Представьте обычный сеанс психоанализа – аналитик, пациент, кушетка. Но вдруг героев становится больше, чем надо: к психоаналитику подходит коллега, пациент приводит с собой нескольких знакомых, а кушетка превращается в устройство для записи тех самых фрейдовских сновидений. Именно такую ситуацию и описывает книга немецкой славистски Сильвии Зассе, посвященная исповедям в русской литературе – от Аввакума до Набокова. Зассе ставит два тесно связанных вопроса: насколько искренней должна быть признана литературная исповедь, и насколько фиксация исповеди на письме превращает ее из инструмента очищения в инструмент передачи соблазна, «яда в ухо» или «словесного греха» (как называется немецкий оригинал книги). Оказывается, что исповедь в литературе всегда имеет в виду особого собеседника, дальнего, подразумеваемого, ни на кого не похожего, но похожего на каждого из читателей. Если перед ближайшим исповедником (конкретным адресатом) исповедующийся писатель вскрывает свои язвы, сам мучаясь от них, кричит от боли, выворачивает наизнанку одежды своей души – так и не научившись, при всём своём мастерстве, внятно отвечать на простые пункты перечня грехов – то перед дальним, перед идеальным читателем, писатель облекает свои страдания и заблуждения в строго продуманную форму.
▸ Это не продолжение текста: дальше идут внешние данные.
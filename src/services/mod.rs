mod events;
mod kv;
mod telegram;
mod user;

pub use self::{
    events::{log_events, Event, EventBus},
    kv::{KvService, KvServiceError},
    telegram::TelegramHost,
    user::{UserInfo, UserService, UserServiceError},
};
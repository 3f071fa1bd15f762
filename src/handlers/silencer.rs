use crate::{plugin::CommandRouter, services::TelegramHost};
use carapax::{methods::SendMessage, types::Message, Api, ExecuteError, Ref};
use std::{error::Error, fmt};

/// Forwards the message text to the router untouched; the router does its own tokenization.
pub async fn handle(
    api: Ref<Api>,
    router: Ref<CommandRouter<TelegramHost>>,
    message: Message,
) -> Result<(), SilencerError> {
    let text = match message.get_text() {
        Some(text) => text.data.as_str(),
        None => return Ok(()),
    };
    let settings = router.settings().load();
    let raw = match invocation(text, &settings.trigger) {
        Some(raw) => raw,
        None => return Ok(()),
    };
    let user_id = match message.get_user() {
        Some(user) => user.id,
        None => {
            log::warn!("Got /{} without a sender in chat {}", settings.trigger, message.get_chat_id());
            return Ok(());
        }
    };
    let response = router.execute(&user_id.to_string(), &raw).await;

    // Replies go to the sender's private chat so nobody else sees them.
    let mut method = SendMessage::new(user_id, response.text);
    if message.get_chat_id() == user_id {
        method = method.reply_to_message_id(message.id);
    }
    api.execute(method).await.map_err(SilencerError::SendMessage)?;
    Ok(())
}

/// Returns the command text when its first token is `/<trigger>`, optionally
/// addressed to a bot as `/<trigger>@botname`; the mention is dropped.
fn invocation(text: &str, trigger: &str) -> Option<String> {
    let text = text.trim_start();
    let end = text.find(char::is_whitespace).unwrap_or(text.len());
    let (first, rest) = text.split_at(end);
    let name = first.strip_prefix('/')?;
    let name = name.split('@').next().unwrap_or(name);
    if name == trigger {
        Some(format!("/{}{}", name, rest))
    } else {
        None
    }
}

#[derive(Debug)]
pub enum SilencerError {
    SendMessage(ExecuteError),
}

impl fmt::Display for SilencerError {
    fn fmt(&self, out: &mut fmt::Formatter) -> fmt::Result {
        use self::SilencerError::*;
        match self {
            SendMessage(err) => write!(out, "could not send silencer reply: {}", err),
        }
    }
}

impl Error for SilencerError {
    fn source(&self) -> Option<&(dyn Error + 'static)> {
        use self::SilencerError::*;
        Some(match self {
            SendMessage(err) => err,
        })
    }
}

#[cfg(test)]
mod tests {
    use super::*;

    #[test]
    fn text_is_kept_verbatim() {
        assert_eq!(invocation("/silencer", "silencer").as_deref(), Some("/silencer"));
        assert_eq!(
            invocation("/silencer don't", "silencer").as_deref(),
            Some("/silencer don't")
        );
        assert_eq!(
            invocation("/silencer \"foo bar\"", "silencer").as_deref(),
            Some("/silencer \"foo bar\"")
        );
    }

    #[test]
    fn bot_mention_is_dropped() {
        assert_eq!(
            invocation("/silencer@mute_bot @bob", "silencer").as_deref(),
            Some("/silencer @bob")
        );
    }

    #[test]
    fn other_messages_are_ignored() {
        assert_eq!(invocation("hello /silencer", "silencer"), None);
        assert_eq!(invocation("silencer @bob", "silencer"), None);
        assert_eq!(invocation("/silencers", "silencer"), None);
        assert_eq!(invocation("/start", "silencer"), None);
        assert_eq!(invocation("", "silencer"), None);
    }
}
//! The silencer command: a per-user list of usernames the owner wants to mute.
//!
//! Filtering messages is up to the clients receiving `silencer_list_changed`.

mod handler;
mod notify;
mod router;
mod store;

pub use self::{
    handler::{help_text, toggle, CommandHandler, Subcommand, Toggled},
    notify::{NotificationPublisher, LIST_CHANGED_EVENT},
    router::{ActivateError, CommandResponse, CommandRouter},
    store::{BlockListKey, SilencerStore, StoreError},
};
Литературная исповедь оказывается механизмом двойного катарсиса: мы испытываем муку, видя страдания писателя, прямо представленные нашему взору, но как дальние собеседники, мы вторично омываемся «невидимыми миру слезами».

Особенность русской литературы – исповедь в ней была всегда осквернённой и попранной исповедью. Петр I, продолжая юридическую традицию принуждения к доносам, обязал духовенство отчитываться о содержании исповеди – по мнению Зассе, это одна из основных травм послепетровской русской культуры. Все писатели, переходившие к исповеди, показывали, как на уровне героя оскверненная исповедь заканчивается самоубийством (Кириллов у Достоевского), а на уровне автора – особой искренностью, искренностью ушедшего от цензуры колобка самосознания. Поэтому, говорит Зассе, хотя мало кто в России верил в искренность «Исповеди» Льва Толстого, видя в ней прежде всего моралистическую риторику, это идеальная литературная исповедь – самосознание автора в ней полностью совпадает с плодами покаяния, причем не подлежащими никакому внешнему учету. Духовная консистория не будет подсчитывать, сколько этих плодов – они сами созреют в почти абсурдистских описаниях Толстым собственного сложного характера. Другое дело, что вне литературы Толстой будет моралистом и сектантом, а внутри литературных условностей – идеальным делателем покаяния, он окажется великим заложником буквы и письма. Также и «Исповедь» Горького, которую привыкли считать идеологическим произведением, оказывается своего рода экспериментом, совершенно технологического плана – не пафос коммунизма, а пафос научно-технического прогресса здесь нужно видеть. Горький пытался показать, как именно высказывание собственной поднаготной влияет на накопление общезначимых знаний. Вне литературы – это наивное богоборчество, а внутри литературы – заразительность очистительных признаний.

Оперируя такими понятиями, как «языковой перенос», «заражение» и другие, Зассе показывает, как внутри литературы знание чужой исповеди заражает не грехом, а праведностью. Если в реальной жизни разболтать чужую исповедь – значит, ввести в грех и ближних, и дальних, то в литературе и ближние, и дальние заражаются уже сбывшимся покаянием, уже поневоле сказанными словами утешения, какими является любой художественный текст. Систематическим разбалтыванием чужой исповеди становится сталинская «критика и самокритика»: именно она заражает признавшегося во «вредительстве» тем безволием, которое ему приписывают невольные слушатели его исповеди – не своё слово, а чужое представление становится поступком, точнее антипоступком. Но вне этого разбалтывания исповедь продолжает вбирать в себя токи русской литературы: толки, толкующие литературное письмо не отдельными баснями-примерами, а возможностями новых примеров, новых проявлений «характера». Открытый финал – это и есть принятое покаяние, а принесли ли его все герои романа – об этом скажет только очередное его перечитывание. – А. Марков.

Зассе, Сильвия. Яд в ухо: Исповедь и признание в русской литературе. / пер. с нем. Б. Скуратов, И. Чубаров, ред. Я. Охонько. – М.: РГГУ, 2012. – 400 с. – 1000 экз. – (Серия: «Россика/Русистика/Россиеведение»).